Work to be completed: Copy the entries character for character.
### Material shown ###
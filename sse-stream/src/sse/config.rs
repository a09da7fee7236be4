//! SSE configuration types.

use serde::{Deserialize, Serialize};
use std::time::Duration;

/// Per-stream tunables.
///
/// # Example
///
/// ```toml
/// [sse]
/// keep_alive_interval_secs = 15
/// require_flush = true
/// flush_after_ping = true
/// write_buffer_bytes = 4096
/// ```
#[derive(Debug, Clone, PartialEq, Eq, Serialize, Deserialize)]
pub struct SseConfig {
    /// Keep-alive interval in seconds (default: 15, 0 disables keep-alive).
    ///
    /// A `: ping` comment is written at this interval so intermediaries do
    /// not tear down an idle connection.
    #[serde(default = "default_keep_alive_interval")]
    pub keep_alive_interval_secs: u64,

    /// Refuse to stream into a response that cannot flush incrementally
    /// (default: true).
    #[serde(default = "default_true")]
    pub require_flush: bool,

    /// Flush right after each keep-alive ping (default: true).
    ///
    /// Without it a ping on a quiet stream may sit in the response buffer
    /// until the next event is flushed.
    #[serde(default = "default_true")]
    pub flush_after_ping: bool,

    /// Response buffer size in bytes before an automatic flush (default: 4096).
    #[serde(default = "default_write_buffer_bytes")]
    pub write_buffer_bytes: usize,

    /// Flushed body frames allowed to wait for the HTTP server (default: 16).
    #[serde(default = "default_body_channel_capacity")]
    pub body_channel_capacity: usize,
}

impl SseConfig {
    /// Get the keep-alive interval as a Duration, or None if disabled.
    #[must_use]
    pub fn keep_alive_interval(&self) -> Option<Duration> {
        if self.keep_alive_interval_secs == 0 {
            None
        } else {
            Some(Duration::from_secs(self.keep_alive_interval_secs))
        }
    }

    /// Set the keep-alive interval.
    #[must_use]
    pub fn with_keep_alive_interval(mut self, interval: Duration) -> Self {
        self.keep_alive_interval_secs = interval.as_secs();
        self
    }

    /// Check values that deserialize but cannot drive a stream.
    pub fn validate(&self) -> crate::error::Result<()> {
        if self.write_buffer_bytes == 0 {
            return Err(crate::error::Error::InvalidConfig(
                "sse.write_buffer_bytes must be greater than zero".to_string(),
            ));
        }
        if self.body_channel_capacity == 0 {
            return Err(crate::error::Error::InvalidConfig(
                "sse.body_channel_capacity must be greater than zero".to_string(),
            ));
        }
        Ok(())
    }
}

impl Default for SseConfig {
    fn default() -> Self {
        Self {
            keep_alive_interval_secs: default_keep_alive_interval(),
            require_flush: true,
            flush_after_ping: true,
            write_buffer_bytes: default_write_buffer_bytes(),
            body_channel_capacity: default_body_channel_capacity(),
        }
    }
}

fn default_keep_alive_interval() -> u64 {
    15
}

fn default_true() -> bool {
    true
}

fn default_write_buffer_bytes() -> usize {
    4 * 1024
}

fn default_body_channel_capacity() -> usize {
    16
}

#[cfg(test)]
mod tests {
    use super::*;

    #[test]
    fn test_default_config() {
        let config = SseConfig::default();
        assert_eq!(config.keep_alive_interval_secs, 15);
        assert!(config.require_flush);
        assert!(config.flush_after_ping);
        assert_eq!(config.write_buffer_bytes, 4096);
        assert!(config.validate().is_ok());
    }

    #[test]
    fn test_keep_alive_interval() {
        let mut config = SseConfig::default();
        assert_eq!(config.keep_alive_interval(), Some(Duration::from_secs(15)));

        config.keep_alive_interval_secs = 0;
        assert!(config.keep_alive_interval().is_none());

        let config = config.with_keep_alive_interval(Duration::from_secs(30));
        assert_eq!(config.keep_alive_interval_secs, 30);
    }

    #[test]
    fn test_missing_fields_use_defaults() {
        let config: SseConfig = serde_json::from_str(r#"{"require_flush": false}"#).unwrap();
        assert!(!config.require_flush);
        assert_eq!(config.keep_alive_interval_secs, 15);
        assert_eq!(config.body_channel_capacity, 16);
    }

    #[test]
    fn test_validate_rejects_zero_buffer() {
        let config = SseConfig {
            write_buffer_bytes: 0,
            ..SseConfig::default()
        };
        assert!(config.validate().is_err());
    }
}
###
Solution for this task:
filename sse-stream/src/sse/config.rs
repository a09da7fee7236be4
//! SSE configuration types.

use serde::{Deserialize, Serialize};
use std::time::Duration;

/// Per-stream tunables.
///
/// # Example
///
/// ```toml
/// [sse]
/// keep_alive_interval_secs = 15
/// require_flush = true
/// flush_after_ping = true
/// write_buffer_bytes = 4096
/// ```
#[derive(Debug, Clone, PartialEq, Eq, Serialize, Deserialize)]
pub struct SseConfig {
    /// Keep-alive interval in seconds (default: 15, 0 disables keep-alive).
    ///
    /// A `: ping` comment is written at this interval so intermediaries do
    /// not tear down an idle connection.
    #[serde(default = "default_keep_alive_interval")]
    pub keep_alive_interval_secs: u64,

    /// Refuse to stream into a response that cannot flush incrementally
    /// (default: true).
    #[serde(default = "default_true")]
    pub require_flush: bool,

    /// Flush right after each keep-alive ping (default: true).
    ///
    /// Without it a ping on a quiet stream may sit in the response buffer
    /// until the next event is flushed.
    #[serde(default = "default_true")]
    pub flush_after_ping: bool,

    /// Response buffer size in bytes before an automatic flush (default: 4096).
    #[serde(default = "default_write_buffer_bytes")]
    pub write_buffer_bytes: usize,

    /// Flushed body frames allowed to wait for the HTTP server (default: 16).
    #[serde(default = "default_body_channel_capacity")]
    pub body_channel_capacity: usize,
}

impl SseConfig {
    /// Get the keep-alive interval as a Duration, or None if disabled.
    #[must_use]
    pub fn keep_alive_interval(&self) -> Option<Duration> {
        if self.keep_alive_interval_secs == 0 {
            None
        } else {
            Some(Duration::from_secs(self.keep_alive_interval_secs))
        }
    }

    /// Set the keep-alive interval.
    #[must_use]
    pub fn with_keep_alive_interval(mut self, interval: Duration) -> Self {
        self.keep_alive_interval_secs = interval.as_secs();
        self
    }

    /// Check values that deserialize but cannot drive a stream.
    pub fn validate(&self) -> crate::error::Result<()> {
        if self.write_buffer_bytes == 0 {
            return Err(crate::error::Error::InvalidConfig(
                "sse.write_buffer_bytes must be greater than zero".to_string(),
            ));
        }
        if self.body_channel_capacity == 0 {
            return Err(crate::error::Error::InvalidConfig(
                "sse.body_channel_capacity must be greater than zero".to_string(),
            ));
        }
        Ok(())
    }
}

impl Default for SseConfig {
    fn default() -> Self {
        Self {
            keep_alive_interval_secs: default_keep_alive_interval(),
            require_flush: true,
            flush_after_ping: true,
            write_buffer_bytes: default_write_buffer_bytes(),
            body_channel_capacity: default_body_channel_capacity(),
        }
    }
}

fn default_keep_alive_interval() -> u64 {
    15
}

fn default_true() -> bool {
    true
}

fn default_write_buffer_bytes() -> usize {
    4 * 1024
}

fn default_body_channel_capacity() -> usize {
    16
}

#[cfg(test)]
mod tests {
    use super::*;

    #[test]
    fn test_default_config() {
        let config = SseConfig::default();
        assert_eq!(config.keep_alive_interval_secs, 15);
        assert!(config.require_flush);
        assert!(config.flush_after_ping);
        assert_eq!(config.write_buffer_bytes, 4096);
        assert!(config.validate().is_ok());
    }

    #[test]
    fn test_keep_alive_interval() {
        let mut config = SseConfig::default();
        assert_eq!(config.keep_alive_interval(), Some(Duration::from_secs(15)));

        config.keep_alive_interval_secs = 0;
        assert!(config.keep_alive_interval().is_none());

        let config = config.with_keep_alive_interval(Duration::from_secs(30));
        assert_eq!(config.keep_alive_interval_secs, 30);
    }

    #[test]
    fn test_missing_fields_use_defaults() {
        let config: SseConfig = serde_json::from_str(r#"{"require_flush": false}"#).unwrap();
        assert!(!config.require_flush);
        assert_eq!(config.keep_alive_interval_secs, 15);
        assert_eq!(config.body_channel_capacity, 16);
    }

    #[test]
    fn test_validate_rejects_zero_buffer() {
        let config = SseConfig {
            write_buffer_bytes: 0,
            ..SseConfig::default()
        };
        assert!(config.validate().is_err());
    }
}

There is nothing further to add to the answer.